Loudly, Deputy Sergeant at Arms addressed the Speaker. He announced
the Vice President and members of the Senate as they entered and took their
assigned seats. Vice President Opry sat next to Speaker Balmer on the rostrum,
behind the lectern.
The Deputy Sergeant at Arms subsequently announced the arrival of the
Cabinet, some of whom had yet to be confirmed.
Just after 9 pm, the Sergeant at Arms enthusiastically announced Sally's
arrival. "Mister Speaker, the President of the United States!"
To applause and cheering, the President stepped through the doorway and
walked toward the Speaker's rostrum, followed by members of her
Congressional Escort Committee. As was typical, her approach slowed from
pausing to shake hands, hug, kiss, and autograph copies of her speech for
Members of Congress. From the House Clerk's desk, she retrieved two manila
envelopes containing copies of the address and handed them to the Speaker and
Vice President before taking her place at the lectern.
When the applause died down, the Speaker introduced the President to the
Representatives and Senators. "Members of Congress, I have the high privilege and distinct honor of presenting to you, the President of the United States."
"Thank you." Smiling and waving through another round of applause, Sally waited for them to calm.
"Mister Speaker, Vice President Opry, Members of Congress, distinguished
guests, and fellow Americans:
"I requested time before this august body and the diverse and talented
people of the United States for numerous reasons. Since I'll be around for four or more years, it is important that you get to know me and what I stand for. True,
my opponents spent record amounts of money telling you who I am and what I
stand for, but frankly, about the only thing that was true is that I am a woman."
Slight laughter intruded on Sally's speech, but she continued quickly. "Since I am a former member of the House, many of you already know me, but for the
benefit of those who don't, and for the American people, I will tell you.
"Money and power doesn't impress or influence me. Obscene amounts of
unattributed campaign money have no place in politics and I will propose
legislation that will ban it forever." Sally slowed for strong applause among SAFE and Democratic members.
"I live by the golden rule as every person of worth should, and I pick no
favorites."
Sally spoke through the mild clapping that ensued. "Among other things,
my party stands for women's rights and equal treatment under the law.
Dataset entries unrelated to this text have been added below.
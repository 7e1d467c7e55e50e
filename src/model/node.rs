//! Node identity in the name/usage graph.

use serde::{Deserialize, Serialize};

/// Opaque node identifier assigned by the store.
#[derive(Debug, Clone, Copy, PartialEq, Eq, Hash, PartialOrd, Ord, Serialize, Deserialize)]
pub struct NodeId(pub u64);

impl NodeId {
    /// Placeholder carried by records that have not been persisted yet.
    pub const UNSET: NodeId = NodeId(0);

    pub fn is_set(&self) -> bool {
        self.0 != 0
    }
}

impl Default for NodeId {
    fn default() -> Self {
        NodeId::UNSET
    }
}

impl std::fmt::Display for NodeId {
    fn fmt(&self, f: &mut std::fmt::Formatter<'_>) -> std::fmt::Result {
        write!(f, "{}", self.0)
    }
}

/// What a node holds. Names and usages share one id space.
#[derive(Debug, Clone, Copy, PartialEq, Eq, Hash, Serialize, Deserialize)]
pub enum NodeKind {
    Name,
    Usage,
}
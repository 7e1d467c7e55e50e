//! Minimal BibTeX reader.
//!
//! Understands `@type{key, field = {value}, field = "value", field = 123}`
//! entries with nested braces. `@comment`, `@preamble` and `@string` blocks
//! are skipped; string macros are not expanded.

/// One BibTeX entry.
#[derive(Debug, Clone, Default, PartialEq, Eq)]
pub struct BibEntry {
    /// Lowercased entry type, e.g. `article`.
    pub entry_type: String,
    pub key: String,
    /// Lowercased field names in file order.
    pub fields: Vec<(String, String)>,
    /// 1-based line the entry starts on.
    pub line: u64,
}

impl BibEntry {
    pub fn get(&self, field: &str) -> Option<&str> {
        self.fields
            .iter()
            .find(|(k, _)| k == field)
            .map(|(_, v)| v.as_str())
            .filter(|v| !v.is_empty())
    }
}

/// Parse every entry of a BibTeX document. Malformed entries are skipped.
pub fn parse(text: &str) -> Vec<BibEntry> {
    let chars: Vec<char> = text.chars().collect();
    let mut entries = Vec::new();
    let mut pos = 0;
    while let Some(at) = chars[pos..].iter().position(|c| *c == '@').map(|p| p + pos) {
        let line = chars[..at].iter().filter(|c| **c == '\n').count() as u64 + 1;
        match parse_entry(&chars, at + 1) {
            Some((mut entry, end)) => {
                entry.line = line;
                if !matches!(entry.entry_type.as_str(), "comment" | "preamble" | "string") {
                    entries.push(entry);
                }
                pos = end;
            }
            None => pos = at + 1,
        }
    }
    entries
}

fn skip_ws(chars: &[char], mut pos: usize) -> usize {
    while pos < chars.len() && chars[pos].is_whitespace() {
        pos += 1;
    }
    pos
}

/// Parse from just after `@`. Returns the entry and the position after it.
fn parse_entry(chars: &[char], mut pos: usize) -> Option<(BibEntry, usize)> {
    let start = pos;
    while pos < chars.len() && chars[pos].is_alphanumeric() {
        pos += 1;
    }
    let entry_type: String = chars[start..pos].iter().collect::<String>().to_lowercase();
    pos = skip_ws(chars, pos);
    let close = match chars.get(pos)? {
        '{' => '}',
        '(' => ')',
        _ => return None,
    };
    pos += 1;

    if matches!(entry_type.as_str(), "comment" | "preamble" | "string") {
        let (_, end) = read_braced(chars, pos - 1)?;
        return Some((BibEntry { entry_type, ..Default::default() }, end));
    }

    let key_start = pos;
    while pos < chars.len() && chars[pos] != ',' && chars[pos] != close {
        pos += 1;
    }
    let key = chars[key_start..pos].iter().collect::<String>().trim().to_string();
    let mut entry = BibEntry { entry_type, key, ..Default::default() };

    loop {
        pos = skip_ws(chars, pos);
        match chars.get(pos)? {
            c if *c == close => return Some((entry, pos + 1)),
            ',' => {
                pos += 1;
                continue;
            }
            _ => {}
        }
        let name_start = pos;
        while pos < chars.len() && (chars[pos].is_alphanumeric() || matches!(chars[pos], '_' | '-' | ':')) {
            pos += 1;
        }
        if pos == name_start {
            return None;
        }
        let name = chars[name_start..pos].iter().collect::<String>().to_lowercase();
        pos = skip_ws(chars, pos);
        if chars.get(pos)? != &'=' {
            return None;
        }
        pos = skip_ws(chars, pos + 1);
        let (value, end) = match chars.get(pos)? {
            '{' => read_braced(chars, pos)?,
            '"' => read_quoted(chars, pos)?,
            _ => {
                let s = pos;
                while pos < chars.len() && chars[pos] != ',' && chars[pos] != close {
                    pos += 1;
                }
                (chars[s..pos].iter().collect::<String>(), pos)
            }
        };
        entry.fields.push((name, clean(&value)));
        pos = end;
    }
}

/// Read a `{...}` or `(...)` group starting at `pos`, returning its inner text.
fn read_braced(chars: &[char], pos: usize) -> Option<(String, usize)> {
    let close = if *chars.get(pos)? == '(' { ')' } else { '}' };
    let mut depth = 0usize;
    for (i, c) in chars.iter().enumerate().skip(pos + 1) {
        match *c {
            '{' => depth += 1,
            '}' if depth > 0 => depth -= 1,
            c if c == close && depth == 0 => return Some((chars[pos + 1..i].iter().collect(), i + 1)),
            _ => {}
        }
    }
    None
}

fn read_quoted(chars: &[char], pos: usize) -> Option<(String, usize)> {
    let mut depth = 0usize;
    for (i, c) in chars.iter().enumerate().skip(pos + 1) {
        match c {
            '{' => depth += 1,
            '}' => depth = depth.saturating_sub(1),
            '"' if depth == 0 => return Some((chars[pos + 1..i].iter().collect(), i + 1)),
            _ => {}
        }
    }
    None
}

/// Drop grouping braces and collapse whitespace.
fn clean(value: &str) -> String {
    value
        .replace(['{', '}'], "")
        .split_whitespace()
        .collect::<Vec<_>>()
        .join(" ")
}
In fact
we have our own Women's Bill of Rights, for which I will seek inclusion in the
original Bill of Rights."
Enthusiastic applause followed that pronouncement, but mostly along
gender lines.
"I will seek the repeal of any Federal laws which adversely affect women in our society. Common sense laws, including, but not limited to, laws restricting
equal pay for equal work, workplace discrimination, family planning,
contraception, and abortion will replace them. Moreover, I will hold counsel with the various Governors to urge their legislators to do the same."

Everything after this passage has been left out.